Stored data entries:

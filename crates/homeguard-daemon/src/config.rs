//! Daemon configuration.
//!
//! Read from a TOML file (`config/homeguard.toml` unless `HOMEGUARD_CONFIG`
//! points elsewhere). Every section and key is optional. A few keys can be
//! overridden from the environment:
//!
//! | Variable              | Key                  |
//! |-----------------------|----------------------|
//! | `HOMEGUARD_ALERT_URL` | `notifier.url`       |
//! | `HOMEGUARD_BIND_ADDR` | `server.bind_addr`   |
//! | `HOMEGUARD_LOG`       | `logging.level`      |
//!
//! ```toml
//! [server]
//! bind_addr = "0.0.0.0:8080"
//!
//! [notifier]
//! url = "http://alerts.local:5000/api/events"
//! timeout_ms = 3000
//!
//! [alarm]
//! distance_threshold_cm = 30.0
//!
//! [hardware]
//! backend = "gpio"
//! ```

use homeguard_alarm::MonitorConfig;
use homeguard_core::constants::{
    DEFAULT_ALERT_URL, DEFAULT_CARD_RETRY_MS, DEFAULT_DISTANCE_POLL_MS,
    DEFAULT_DISTANCE_THRESHOLD_CM, DEFAULT_NOTIFY_TIMEOUT_MS, DEFAULT_SENSOR_RETRY_MS,
    DEFAULT_SHUTDOWN_GRACE_MS,
};
use homeguard_network::HttpNotifierConfig;
use serde::{Deserialize, Serialize};
use std::net::SocketAddr;
use std::path::{Path, PathBuf};
use std::time::Duration;
use thiserror::Error;

pub const DEFAULT_CONFIG_PATH: &str = "config/homeguard.toml";
pub const DEFAULT_BIND_ADDR: &str = "127.0.0.1:8080";

pub const ENV_CONFIG: &str = "HOMEGUARD_CONFIG";
pub const ENV_ALERT_URL: &str = "HOMEGUARD_ALERT_URL";
pub const ENV_BIND_ADDR: &str = "HOMEGUARD_BIND_ADDR";
pub const ENV_LOG: &str = "HOMEGUARD_LOG";

#[derive(Debug, Error)]
pub enum ConfigError {
    #[error("Failed to read {}: {source}", path.display())]
    Io {
        path: PathBuf,
        #[source]
        source: std::io::Error,
    },

    #[error("Failed to parse {}: {source}", path.display())]
    Parse {
        path: PathBuf,
        #[source]
        source: toml::de::Error,
    },

    #[error("Invalid configuration: {0}")]
    Invalid(String),
}

impl ConfigError {
    fn invalid(message: impl Into<String>) -> Self {
        Self::Invalid(message.into())
    }
}

/// Full daemon configuration.
#[derive(Debug, Clone, Default, PartialEq, Serialize, Deserialize)]
#[serde(default)]
pub struct Config {
    pub server: ServerConfig,
    pub notifier: NotifierConfig,
    pub alarm: AlarmConfig,
    pub monitors: MonitorsConfig,
    pub hardware: HardwareConfig,
    pub logging: LoggingConfig,
}

#[derive(Debug, Clone, PartialEq, Serialize, Deserialize)]
#[serde(default)]
pub struct ServerConfig {
    pub bind_addr: String,
}

impl Default for ServerConfig {
    fn default() -> Self {
        Self {
            bind_addr: DEFAULT_BIND_ADDR.to_string(),
        }
    }
}

#[derive(Debug, Clone, PartialEq, Serialize, Deserialize)]
#[serde(default)]
pub struct NotifierConfig {
    /// When false, alerts are dropped instead of posted.
    pub enabled: bool,
    pub url: String,
    pub timeout_ms: u64,
}

impl Default for NotifierConfig {
    fn default() -> Self {
        Self {
            enabled: true,
            url: DEFAULT_ALERT_URL.to_string(),
            timeout_ms: DEFAULT_NOTIFY_TIMEOUT_MS,
        }
    }
}

#[derive(Debug, Clone, PartialEq, Serialize, Deserialize)]
#[serde(default)]
pub struct AlarmConfig {
    /// Readings at or below this raise the front door alarm.
    pub distance_threshold_cm: f64,
}

impl Default for AlarmConfig {
    fn default() -> Self {
        Self {
            distance_threshold_cm: DEFAULT_DISTANCE_THRESHOLD_CM,
        }
    }
}

#[derive(Debug, Clone, PartialEq, Serialize, Deserialize)]
#[serde(default)]
pub struct MonitorsConfig {
    pub motion: bool,
    pub distance: bool,
    pub card: bool,
    pub distance_poll_ms: u64,
    pub card_retry_ms: u64,
    pub sensor_retry_ms: u64,
    pub shutdown_grace_ms: u64,
}

impl Default for MonitorsConfig {
    fn default() -> Self {
        Self {
            motion: true,
            distance: true,
            card: true,
            distance_poll_ms: DEFAULT_DISTANCE_POLL_MS,
            card_retry_ms: DEFAULT_CARD_RETRY_MS,
            sensor_retry_ms: DEFAULT_SENSOR_RETRY_MS,
            shutdown_grace_ms: DEFAULT_SHUTDOWN_GRACE_MS,
        }
    }
}

#[derive(Debug, Clone, Copy, Default, PartialEq, Eq, Serialize, Deserialize)]
#[serde(rename_all = "lowercase")]
pub enum Backend {
    /// In-process mock devices, driven by nothing unless a test holds the handles.
    #[default]
    Mock,
    /// Raspberry Pi GPIO. Requires the `gpio` feature.
    Gpio,
}

/// Pin assignments are BCM numbers.
#[derive(Debug, Clone, PartialEq, Serialize, Deserialize)]
#[serde(default)]
pub struct HardwareConfig {
    pub backend: Backend,
    pub pir_pin: u8,
    pub trigger_pin: u8,
    pub echo_pin: u8,
    pub led_pin: u8,
    /// MFRC522 reset line. The reader itself sits on SPI0 CE0.
    pub card_reset_pin: u8,
    pub max_distance_m: f64,
}

impl Default for HardwareConfig {
    fn default() -> Self {
        Self {
            backend: Backend::Mock,
            pir_pin: 4,
            trigger_pin: 23,
            echo_pin: 24,
            led_pin: 17,
            card_reset_pin: 25,
            max_distance_m: 4.0,
        }
    }
}

#[derive(Debug, Clone, PartialEq, Serialize, Deserialize)]
#[serde(default)]
pub struct LoggingConfig {
    /// `EnvFilter` directive used when `RUST_LOG` is unset.
    pub level: String,
}

impl Default for LoggingConfig {
    fn default() -> Self {
        Self {
            level: "info".to_string(),
        }
    }
}

impl Config {
    /// Parse a config file.
    pub fn load(path: impl AsRef<Path>) -> Result<Self, ConfigError> {
        let path = path.as_ref();
        let content = std::fs::read_to_string(path).map_err(|source| ConfigError::Io {
            path: path.to_path_buf(),
            source,
        })?;
        toml::from_str(&content).map_err(|source| ConfigError::Parse {
            path: path.to_path_buf(),
            source,
        })
    }

    /// Parse `path` if it exists, defaults otherwise.
    ///
    /// Returns the config and whether the file was found.
    pub fn load_or_default(path: impl AsRef<Path>) -> Result<(Self, bool), ConfigError> {
        if path.as_ref().exists() {
            Ok((Self::load(path)?, true))
        } else {
            Ok((Self::default(), false))
        }
    }

    /// Locate, load, override and validate, reading variables through `env`.
    ///
    /// Returns the config and the file it came from, if any.
    pub fn resolve(
        env: impl Fn(&str) -> Option<String>,
    ) -> Result<(Self, Option<PathBuf>), ConfigError> {
        let path = env(ENV_CONFIG).unwrap_or_else(|| DEFAULT_CONFIG_PATH.to_string());
        let path = PathBuf::from(path);
        let (mut config, found) = Self::load_or_default(&path)?;
        config.apply_env(env);
        config.validate()?;
        Ok((config, found.then_some(path)))
    }

    /// Apply environment overrides. Empty values are ignored.
    pub fn apply_env(&mut self, env: impl Fn(&str) -> Option<String>) {
        let var = |key: &str| env(key).filter(|v| !v.trim().is_empty());

        if let Some(url) = var(ENV_ALERT_URL) {
            self.notifier.url = url;
        }
        if let Some(addr) = var(ENV_BIND_ADDR) {
            self.server.bind_addr = addr;
        }
        if let Some(level) = var(ENV_LOG) {
            self.logging.level = level;
        }
    }

    pub fn validate(&self) -> Result<(), ConfigError> {
        let threshold = self.alarm.distance_threshold_cm;
        if !threshold.is_finite() || threshold <= 0.0 {
            return Err(ConfigError::invalid(format!(
                "alarm.distance_threshold_cm must be positive, got {}",
                threshold
            )));
        }

        let intervals = [
            ("notifier.timeout_ms", self.notifier.timeout_ms),
            ("monitors.distance_poll_ms", self.monitors.distance_poll_ms),
            ("monitors.card_retry_ms", self.monitors.card_retry_ms),
            ("monitors.sensor_retry_ms", self.monitors.sensor_retry_ms),
            ("monitors.shutdown_grace_ms", self.monitors.shutdown_grace_ms),
        ];
        if let Some((key, _)) = intervals.iter().find(|(_, ms)| *ms == 0) {
            return Err(ConfigError::invalid(format!("{} must be greater than zero", key)));
        }

        let max = self.hardware.max_distance_m;
        if !max.is_finite() || max <= 0.0 {
            return Err(ConfigError::invalid(format!(
                "hardware.max_distance_m must be positive, got {}",
                max
            )));
        }

        let hw = &self.hardware;
        let pins = [
            ("pir_pin", hw.pir_pin),
            ("trigger_pin", hw.trigger_pin),
            ("echo_pin", hw.echo_pin),
            ("led_pin", hw.led_pin),
            ("card_reset_pin", hw.card_reset_pin),
        ];
        for (i, (key, pin)) in pins.iter().enumerate() {
            if let Some((other, _)) = pins[..i].iter().find(|(_, p)| p == pin) {
                return Err(ConfigError::invalid(format!(
                    "hardware.{} shares BCM {} with hardware.{}",
                    key, pin, other
                )));
            }
        }

        self.bind_addr()?;

        if self.notifier.enabled && !self.notifier.url.starts_with("http") {
            return Err(ConfigError::invalid(format!(
                "notifier.url must be an http(s) URL, got {:?}",
                self.notifier.url
            )));
        }

        Ok(())
    }

    pub fn bind_addr(&self) -> Result<SocketAddr, ConfigError> {
        self.server.bind_addr.parse().map_err(|_| {
            ConfigError::invalid(format!(
                "server.bind_addr is not a socket address: {:?}",
                self.server.bind_addr
            ))
        })
    }

    pub fn monitor_config(&self) -> MonitorConfig {
        MonitorConfig {
            motion_enabled: self.monitors.motion,
            distance_enabled: self.monitors.distance,
            card_enabled: self.monitors.card,
            distance_poll_interval: Duration::from_millis(self.monitors.distance_poll_ms),
            card_retry_delay: Duration::from_millis(self.monitors.card_retry_ms),
            sensor_retry_delay: Duration::from_millis(self.monitors.sensor_retry_ms),
        }
    }

    pub fn notifier_config(&self) -> HttpNotifierConfig {
        HttpNotifierConfig {
            url: self.notifier.url.clone(),
            timeout: Duration::from_millis(self.notifier.timeout_ms),
        }
    }

    pub fn shutdown_grace(&self) -> Duration {
        Duration::from_millis(self.monitors.shutdown_grace_ms)
    }
}
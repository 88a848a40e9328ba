//! Device trait definitions.
//!
//! These traits are the contract between the monitor loops and the physical
//! sensors. Input devices use native `async fn` methods (Edition 2024 RPITIT);
//! see [`devices`](crate::devices) for the enum wrappers that make them usable
//! from spawned tasks. The indicator is synchronous and object-safe because it
//! is switched from inside the shared-state critical section.

#![allow(async_fn_in_trait)]

use crate::error::Result;
use crate::types::{CardRead, DeviceInfo};

/// Binary presence sensor (e.g. a PIR module).
///
/// Both waits are level-triggered: if the sensor already reports the awaited
/// level the call returns immediately.
///
/// # Examples
///
/// ```no_run
/// use homeguard_hardware::traits::MotionSensor;
/// use homeguard_hardware::Result;
///
/// async fn count_visits<M: MotionSensor>(sensor: &mut M, visits: usize) -> Result<()> {
///     for _ in 0..visits {
///         sensor.wait_for_presence().await?;
///         sensor.wait_for_absence().await?;
///     }
///     Ok(())
/// }
/// ```
pub trait MotionSensor: Send + Sync {
    /// Block until the sensor reports presence.
    ///
    /// # Errors
    ///
    /// Returns an error if the device is disconnected or cannot be read.
    async fn wait_for_presence(&mut self) -> Result<()>;

    /// Block until the sensor reports absence.
    ///
    /// # Errors
    ///
    /// Returns an error if the device is disconnected or cannot be read.
    async fn wait_for_absence(&mut self) -> Result<()>;

    /// Get device information.
    async fn get_info(&self) -> Result<DeviceInfo>;
}

/// Polled range sensor (e.g. an HC-SR04 ultrasonic module).
pub trait DistanceSensor: Send + Sync {
    /// Take one reading, in meters.
    ///
    /// # Errors
    ///
    /// Returns an error if no echo arrives or the device cannot be read.
    async fn read_distance(&mut self) -> Result<f64>;

    /// Get device information.
    async fn get_info(&self) -> Result<DeviceInfo>;
}

/// Proximity card reader (e.g. an MFRC522 module).
pub trait CardReader: Send + Sync {
    /// Block until a card is presented and read.
    ///
    /// # Errors
    ///
    /// Read failures are expected (card pulled away, bad auth) and callers
    /// should simply try again after a short delay.
    async fn read_tag(&mut self) -> Result<CardRead>;

    /// Get device information.
    async fn get_info(&self) -> Result<DeviceInfo>;
}

/// Physical alarm indicator (e.g. an LED).
///
/// Implementations must be cheap: these calls run while the shared state
/// lock is held.
pub trait Indicator: Send + Sync {
    /// Switch the indicator on.
    ///
    /// # Errors
    ///
    /// Returns an error if the output pin cannot be driven.
    fn on(&self) -> Result<()>;

    /// Switch the indicator off.
    ///
    /// # Errors
    ///
    /// Returns an error if the output pin cannot be driven.
    fn off(&self) -> Result<()>;

    /// Last level written.
    fn is_on(&self) -> bool;
}
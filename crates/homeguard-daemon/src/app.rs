//! Appliance wiring and lifecycle.
//!
//! ```text
//! start:  devices ─► state ─► notifier ─► controllers ─► monitors ─► listener
//! run:    serve control API until the shutdown future resolves
//! stop:   drain HTTP, cancel monitors, wait out the grace period
//! ```

use crate::config::Config;
use crate::hardware::{self, MockHandles};
use anyhow::{Context, Result};
use homeguard_alarm::{
    AlarmController, ControlSurface, MonitorHandle, MonitorSupervisor, Notifier, NullNotifier,
    SharedState, ShutdownReport,
};
use homeguard_network::HttpNotifier;
use std::future::Future;
use std::net::SocketAddr;
use std::sync::Arc;
use std::time::Duration;
use tokio::net::TcpListener;
use tracing::{info, warn};

/// A started appliance: monitors running, listener bound, not yet serving.
pub struct Appliance {
    control: ControlSurface,
    monitors: MonitorHandle,
    listener: TcpListener,
    mocks: MockHandles,
    grace: Duration,
}

impl Appliance {
    pub async fn start(config: &Config) -> Result<Self> {
        let devices = hardware::build(&config.hardware).context("Failed to initialise hardware")?;

        let notifier: Arc<dyn Notifier> = if config.notifier.enabled {
            let notifier = HttpNotifier::new(config.notifier_config())
                .context("Failed to create alert notifier")?;
            info!(url = %notifier.url(), "Alerts enabled");
            Arc::new(notifier)
        } else {
            info!("Alerts disabled");
            Arc::new(NullNotifier)
        };

        let state = SharedState::with_threshold(config.alarm.distance_threshold_cm);
        let alarm = AlarmController::new(state, Arc::clone(&devices.indicator), notifier);

        let mut supervisor = MonitorSupervisor::new(config.monitor_config(), alarm.clone());
        supervisor.register_motion(devices.motion);
        supervisor.register_distance(devices.distance);
        supervisor.register_card(devices.card);

        let addr = config.bind_addr()?;
        let listener = TcpListener::bind(addr)
            .await
            .with_context(|| format!("Failed to bind control API on {}", addr))?;

        let monitors = supervisor.start();

        Ok(Self {
            control: ControlSurface::new(alarm),
            monitors,
            listener,
            mocks: devices.mocks,
            grace: config.shutdown_grace(),
        })
    }

    pub fn local_addr(&self) -> Result<SocketAddr> {
        Ok(self.listener.local_addr()?)
    }

    pub fn control(&self) -> &ControlSurface {
        &self.control
    }

    pub fn mocks(&self) -> &MockHandles {
        &self.mocks
    }

    /// Serve until `shutdown` resolves, then stop the monitors.
    pub async fn run(
        self,
        shutdown: impl Future<Output = ()> + Send + 'static,
    ) -> Result<ShutdownReport> {
        let Self {
            control,
            monitors,
            listener,
            mocks,
            grace,
        } = self;

        let served = homeguard_network::serve(listener, control, shutdown).await;
        info!("Control API stopped, shutting down monitors");

        let report = monitors.shutdown(grace).await;
        if !report.is_clean() {
            warn!(?report, "Monitors did not shut down cleanly");
        }
        drop(mocks);

        served.context("Control API failed")?;
        Ok(report)
    }
}
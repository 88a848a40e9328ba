//! Mock device implementations for testing and development.
//!
//! This module provides simulated devices that can be controlled
//! programmatically without requiring a Raspberry Pi.

pub mod card;
pub mod distance;
pub mod indicator;
pub mod motion;

pub use card::{MockCardHandle, MockCardReader};
pub use distance::{MockDistanceHandle, MockDistanceSensor};
pub use indicator::MockIndicator;
pub use motion::{MockMotionHandle, MockMotionSensor};
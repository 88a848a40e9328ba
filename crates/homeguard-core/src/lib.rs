//! Shared domain types for the homeguard intrusion-detection appliance.
//!
//! This crate holds the pieces every other crate agrees on: the shared
//! [`SystemState`] record and its pure transitions, card tag identifiers,
//! control commands, and the default timing and threshold constants.

pub mod constants;
pub mod error;
pub mod types;

pub use error::{Error, Result};
pub use types::*;

/// Version info
pub const VERSION: &str = env!("CARGO_PKG_VERSION");
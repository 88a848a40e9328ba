//! Device construction for the configured backend.

use crate::config::{Backend, HardwareConfig};
use homeguard_hardware::devices::{AnyCardReader, AnyDistanceSensor, AnyMotionSensor};
use homeguard_hardware::mock::{
    MockCardHandle, MockCardReader, MockDistanceHandle, MockDistanceSensor, MockIndicator,
    MockMotionHandle, MockMotionSensor,
};
use homeguard_hardware::{HardwareError, Indicator};
use std::sync::Arc;
use tracing::info;

/// Control ends of the mock devices.
///
/// Dropping a handle closes its device's channel, so these live as long as
/// the appliance does. All `None` on the GPIO backend.
#[derive(Debug, Default)]
pub struct MockHandles {
    pub motion: Option<MockMotionHandle>,
    pub distance: Option<MockDistanceHandle>,
    pub card: Option<MockCardHandle>,
}

/// Everything the monitors and the alarm controller need.
pub struct Devices {
    pub motion: AnyMotionSensor,
    pub distance: AnyDistanceSensor,
    pub card: AnyCardReader,
    pub indicator: Arc<dyn Indicator>,
    pub mocks: MockHandles,
}

/// Build the devices for `config.backend`.
pub fn build(config: &HardwareConfig) -> Result<Devices, HardwareError> {
    match config.backend {
        Backend::Mock => {
            info!("Using mock hardware backend");
            let (motion, motion_handle) = MockMotionSensor::new();
            // Start out of range so the idle mock never raises an alarm.
            let (distance, distance_handle) = MockDistanceSensor::new(config.max_distance_m);
            let (card, card_handle) = MockCardReader::new();

            Ok(Devices {
                motion: AnyMotionSensor::Mock(motion),
                distance: AnyDistanceSensor::Mock(distance),
                card: AnyCardReader::Mock(card),
                indicator: Arc::new(MockIndicator::new()),
                mocks: MockHandles {
                    motion: Some(motion_handle),
                    distance: Some(distance_handle),
                    card: Some(card_handle),
                },
            })
        }
        Backend::Gpio => build_gpio(config),
    }
}

#[cfg(feature = "gpio")]
fn build_gpio(config: &HardwareConfig) -> Result<Devices, HardwareError> {
    use homeguard_hardware::gpio::{
        GpioCardReader, GpioDistanceSensor, GpioIndicator, GpioMotionSensor,
    };

    info!("Using GPIO hardware backend");
    Ok(Devices {
        motion: AnyMotionSensor::Gpio(GpioMotionSensor::new(config.pir_pin)?),
        distance: AnyDistanceSensor::Gpio(GpioDistanceSensor::new(
            config.trigger_pin,
            config.echo_pin,
            config.max_distance_m,
        )?),
        card: AnyCardReader::Gpio(GpioCardReader::new(config.card_reset_pin)?),
        indicator: Arc::new(GpioIndicator::new(config.led_pin)?),
        mocks: MockHandles::default(),
    })
}

#[cfg(not(feature = "gpio"))]
fn build_gpio(_config: &HardwareConfig) -> Result<Devices, HardwareError> {
    Err(HardwareError::unsupported(
        "gpio backend (rebuild with --features gpio)",
    ))
}

#[cfg(test)]
mod tests {
    use super::*;
    use homeguard_hardware::traits::DistanceSensor;

    #[tokio::test]
    async fn test_mock_backend_starts_out_of_range() {
        let mut devices = build(&HardwareConfig::default()).unwrap();
        assert_eq!(devices.distance.read_distance().await.unwrap(), 4.0);
        assert!(!devices.indicator.is_on());
        assert!(devices.mocks.motion.is_some());
        assert!(devices.mocks.card.is_some());
    }

    #[cfg(not(feature = "gpio"))]
    #[test]
    fn test_gpio_backend_requires_feature() {
        let config = HardwareConfig {
            backend: Backend::Gpio,
            ..HardwareConfig::default()
        };
        let err = build(&config).err().unwrap();
        assert!(matches!(err, HardwareError::Unsupported { .. }));
    }
}
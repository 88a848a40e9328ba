//! Alarm and mode controllers.
//!
//! Every state transition runs inside one [`SharedState::update`] call, with
//! the indicator switched in the same critical section so the LED always
//! matches `alarm_active`. Notifications go out after the lock is released.

use crate::notifier::{AlertEvent, ModeAction, Notifier};
use crate::store::SharedState;
use chrono::Utc;
use homeguard_core::constants::{DESCRIPTION_DISTANCE, DESCRIPTION_MOTION};
use homeguard_core::{SystemState, TagId, TriggerOutcome};
use homeguard_hardware::Indicator;
use std::sync::Arc;
use tracing::{debug, info, warn};

/// Opens and closes alarm episodes.
#[derive(Clone)]
pub struct AlarmController {
    state: SharedState,
    indicator: Arc<dyn Indicator>,
    notifier: Arc<dyn Notifier>,
}

impl AlarmController {
    pub fn new(
        state: SharedState,
        indicator: Arc<dyn Indicator>,
        notifier: Arc<dyn Notifier>,
    ) -> Self {
        Self {
            state,
            indicator,
            notifier,
        }
    }

    pub fn state(&self) -> &SharedState {
        &self.state
    }

    /// Open an alarm episode for `reason`.
    ///
    /// Ignored while disarmed. While an episode is already open this is a
    /// no-op: the first reason is kept and nothing is dispatched.
    pub fn trigger(&self, reason: &str) -> TriggerOutcome {
        let now = Utc::now();
        let outcome = self.state.update(|s| {
            let outcome = s.open_alarm(reason, now);
            if outcome.is_raised() {
                self.switch_indicator(true);
            }
            outcome
        });

        match outcome {
            TriggerOutcome::Raised => {
                let description = Self::describe(reason);
                warn!(reason, description = %description, "Alarm raised");
                self.notifier.dispatch(AlertEvent::alarm(reason, description, now));
            }
            TriggerOutcome::AlreadyActive => debug!(reason, "Alarm already active"),
            TriggerOutcome::Disarmed => debug!(reason, "Trigger ignored while disarmed"),
        }
        outcome
    }

    /// Close the current episode, if any, and switch the indicator off.
    ///
    /// Returns whether an episode was open.
    pub fn reset(&self) -> bool {
        let was_active = self.state.update(|s| {
            let was_active = s.clear_alarm();
            self.switch_indicator(false);
            was_active
        });
        if was_active {
            info!("Alarm reset");
        }
        was_active
    }

    /// Human-readable description for an alarm reason.
    ///
    /// ```
    /// use homeguard_alarm::AlarmController;
    ///
    /// assert_eq!(AlarmController::describe("motion"), "Motion detected");
    /// assert_eq!(AlarmController::describe("distance<30cm"), "Front door");
    /// assert_eq!(AlarmController::describe("emergency"), "emergency");
    /// ```
    pub fn describe(reason: &str) -> String {
        if reason.contains("motion") {
            DESCRIPTION_MOTION.to_string()
        } else if reason.contains("distance") {
            DESCRIPTION_DISTANCE.to_string()
        } else {
            reason.to_string()
        }
    }

    /// Apply a mode decision and clear any alarm in one critical section.
    ///
    /// `decide` sees the state before the change and returns the new `armed`
    /// value.
    pub(crate) fn apply_mode(&self, decide: impl FnOnce(&mut SystemState) -> bool) -> bool {
        self.state.update(|s| {
            let armed = decide(s);
            s.set_mode(armed);
            self.switch_indicator(false);
            armed
        })
    }

    pub(crate) fn notify(&self, event: AlertEvent) {
        self.notifier.dispatch(event);
    }

    fn switch_indicator(&self, on: bool) {
        let result = if on {
            self.indicator.on()
        } else {
            self.indicator.off()
        };
        if let Err(e) = result {
            warn!(error = %e, on, "Failed to switch alarm indicator");
        }
    }
}

impl std::fmt::Debug for AlarmController {
    fn fmt(&self, f: &mut std::fmt::Formatter<'_>) -> std::fmt::Result {
        f.debug_struct("AlarmController")
            .field("state", &self.state)
            .field("indicator_on", &self.indicator.is_on())
            .finish_non_exhaustive()
    }
}

/// Arms and disarms the system, from the control surface or a card tap.
#[derive(Debug, Clone)]
pub struct ModeController {
    alarm: AlarmController,
}

impl ModeController {
    pub fn new(alarm: AlarmController) -> Self {
        Self { alarm }
    }

    pub fn arm(&self) {
        self.set_mode(ModeAction::Arm);
    }

    pub fn disarm(&self) {
        self.set_mode(ModeAction::Disarm);
    }

    /// Handle a successful card read.
    ///
    /// An active alarm means the occupant is silencing it, so the system is
    /// disarmed; otherwise it is armed. The tag is recorded and the mode
    /// applied in one critical section. Dispatches the mode change, then the
    /// card event.
    pub fn card_toggle(&self, tag: TagId) -> ModeAction {
        let now = Utc::now();
        let armed = self.alarm.apply_mode(|s| {
            let disarm = s.alarm_active;
            s.record_tag(tag, now);
            !disarm
        });

        let action = ModeAction::from_armed(armed);
        info!(%tag, %action, "Card toggled mode");
        self.alarm.notify(AlertEvent::mode_change(action, now));
        self.alarm.notify(AlertEvent::rfid(tag, now));
        action
    }

    fn set_mode(&self, action: ModeAction) {
        let armed = action == ModeAction::Arm;
        self.alarm.apply_mode(|_| armed);
        info!(%action, "Mode changed");
        self.alarm.notify(AlertEvent::mode_change(action, Utc::now()));
    }
}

> _EXERCISE DIRECTIONS_: Copy out the lines above with "find" in them.

> _FINISHED EXERCISE_:
        if let Some((key, _)) = intervals.iter().find(|(_, ms)| *ms == 0) {
            if let Some((other, _)) = pins[..i].iter().find(|(_, p)| p == pin) {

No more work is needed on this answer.